Select Committee on Environment, Food and Rural Affairs Written Evidence

Memorandum submitted by the Joint Nature Conservation Committee (U19)


  1.1  The Joint Nature Conservation Committee (JNCC) is a forum through which the country nature conservation agencies—the Countryside Council for Wales, English Nature and Scottish Natural Heritage—deliver their statutory responsibilities for Great Britain as a whole and internationally.


  2.1  Climate change is likely to be the most significant and far-reaching environmental threat to have faced the Earth in its recent history. Greenhouse gas emissions from human activities are accelerating what was a natural process and scientific evidence suggests that we are currently committed to at least 50 years of rapid climate changes (and an average warming of 1.5ºC in that time). In the longer-term, the amount of climate change will be determined by decisions made now about the management of the world's greenhouse gas emissions. The Kyoto Protocol has raised the political profile of the need to reduce emissions, but the targets agreed so far are too modest to have any real effect on the warming trend. However, many see such mitigation measures as being the solution to the climate problem; the need to adapt to the more immediate and inevitable impacts of climate change are often overlooked.


  3.1  Climate mitigation is aimed at driving down greenhouse gas emissions in an attempt to manage atmospheric concentrations of these gases at sustainable levels—both in terms of environmental and socio-economic well-being. But due to the lengthy activity times of greenhouse gases once in the atmosphere, the effects of mitigation measures, although essential in moderating climate change in the long term, are unlikely to be realised until well into the second half of this century.

  3.2  JNCC welcomes and supports the commitment demonstrated by the UK in tackling climate change and its mitigation, and the international lead it has taken over many related issues. The UK has a high profile role in international negotiations under the UN Framework Convention on Climate Change and its policy framework is firmly focussed on the achievement of ambitious Kyoto targets.


  4.1  JNCC is concerned that the UK has not adequately or explicitly addressed the need for adaptation measures to accommodate the inevitable effects of climate change over the next 50 years or more. The comments which follow essentially relate to this issue.

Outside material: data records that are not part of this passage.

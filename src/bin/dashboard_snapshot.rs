//! Prints the dashboard metric cards for a date range as JSON.
//!
//! Usage: `dashboard_snapshot [START END] [SEED]` with dates as YYYY-MM-DD.
//! Without dates the configured default window ending today is used.

use chrono::{NaiveDate, Utc};
use rust_crm_api::config::Config;
use rust_crm_api::demo_data;
use rust_crm_api::core::metrics::{dashboard_metric_configs, derive_metrics};
use rust_crm_api::core::models::{DateRange, MetricsResponse};
use rust_crm_api::core::pipeline::{compute_conversion, leads_in_range};

fn parse_date(raw: &str) -> anyhow::Result<NaiveDate> {
    NaiveDate::parse_from_str(raw, "%Y-%m-%d")
        .map_err(|e| anyhow::anyhow!("invalid date '{}': {}", raw, e))
}

fn main() -> anyhow::Result<()> {
    let config = Config::from_env()?;
    let args: Vec<String> = std::env::args().skip(1).collect();

    let range = match args.as_slice() {
        [start, end, ..] => DateRange::new(parse_date(start)?, parse_date(end)?)?,
        [] => DateRange::last_days(Utc::now().date_naive(), config.default_range_days)?,
        _ => anyhow::bail!("usage: dashboard_snapshot [START END] [SEED]"),
    };
    if range.days() > i64::from(config.max_range_days) {
        anyhow::bail!(
            "range spans {} days, the maximum is {} (MAX_RANGE_DAYS)",
            range.days(),
            config.max_range_days
        );
    }
    let seed = match args.get(2) {
        Some(raw) => raw
            .parse()
            .map_err(|_| anyhow::anyhow!("SEED must be an unsigned integer"))?,
        None => config.metrics_seed,
    };

    let leads = demo_data::leads();
    let metrics = derive_metrics(
        &leads,
        range.start,
        range.end,
        &dashboard_metric_configs(),
        seed,
    )?;

    let in_range = leads_in_range(&leads, &range);
    let conversion = compute_conversion(&in_range);
    eprintln!(
        "{} of {} leads created in range, {} won, {} lost, conversion {:.1}%",
        in_range.len(),
        leads.len(),
        conversion.won,
        conversion.lost,
        conversion.rate
    );

    let snapshot = MetricsResponse {
        range,
        seed,
        metrics,
    };
    println!("{}", serde_json::to_string_pretty(&snapshot)?);

    Ok(())
}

  4.2  The potential effects of climate change are not widely understood. The concept of "global warming" has emerged as a popular euphemism for climate change. But temperature rise is one of a range of consequences of human intervention in the global climate system. Warming is being accompanied by changing precipitation patterns, increasing frequencies of extreme weather (storms, floods, drought) and rising sea levels (as ice sheets and glaciers melt, and as sea water expands in response to higher temperatures).

  4.3  Cause and effect relationships, predicted impacts and the urgency with which these need to be addressed, are not widely appreciated by policy/decision makers or amongst the public at large. For many, climate change is seen as a long term problem with no immediate relevance. However, the implications are already evident and will become more acute in decades to come.

  4.4  Humankind has no option but to develop measures to adapt to climate change—now. It is already having marked impacts on the environment, societies and economies. Direct effects are being witnessed on, for example, biodiversity, coastal processes, human health, buildings, water resources, rural landuse patterns and the insurance industry. Indirect impacts are influencing other sectors and areas of activity.

  4.5  Clearly, to address the more immediate impacts of climate change adequately, adaptation measures should be cross-sectoral, integrated and holistic. Explicit recognition of climate change in spatial policies and environmental protection measures is essential in this context. From a biodiversity perspective, accommodating changing species' distribution in response to climate change will be a key challenge for conservation. By incorporating climate change considerations into spatial planning policies, conservation strategies for protected areas and wider landscapes would be set alongside policies for land use and coastal change and water resource management, providing an effective framework for informed decision making.

  4.6  The future impacts of climate change are the subject of a growing field of research. Typically, such assessments use sophisticated computer models to simulate responses under a range of climate scenarios. Simulation models provide increasingly robust output data which should enable policy/decision makers to begin to address "adaptation" in the context of climate change. Whilst not yet being able to ascribe statistical certainty to any one prediction, models are able to provide a range of scenarios (least-worst to worst-worst) against which no-regrets options can be formulated.

  4.7  The development of adaptation measures in the UK largely falls within projects carried out under the umbrella of the UK Climate Impacts Programme ( JNCC commends its approach and the excellent work carried out by a very small team of dedicated professionals. However, to tackle the mounting challenges which characterise the adaptation agenda effectively, the Programme clearly requires a considerable increase in resources and a commitment to secure funding beyond the somewhat restricted arrangements currently in place.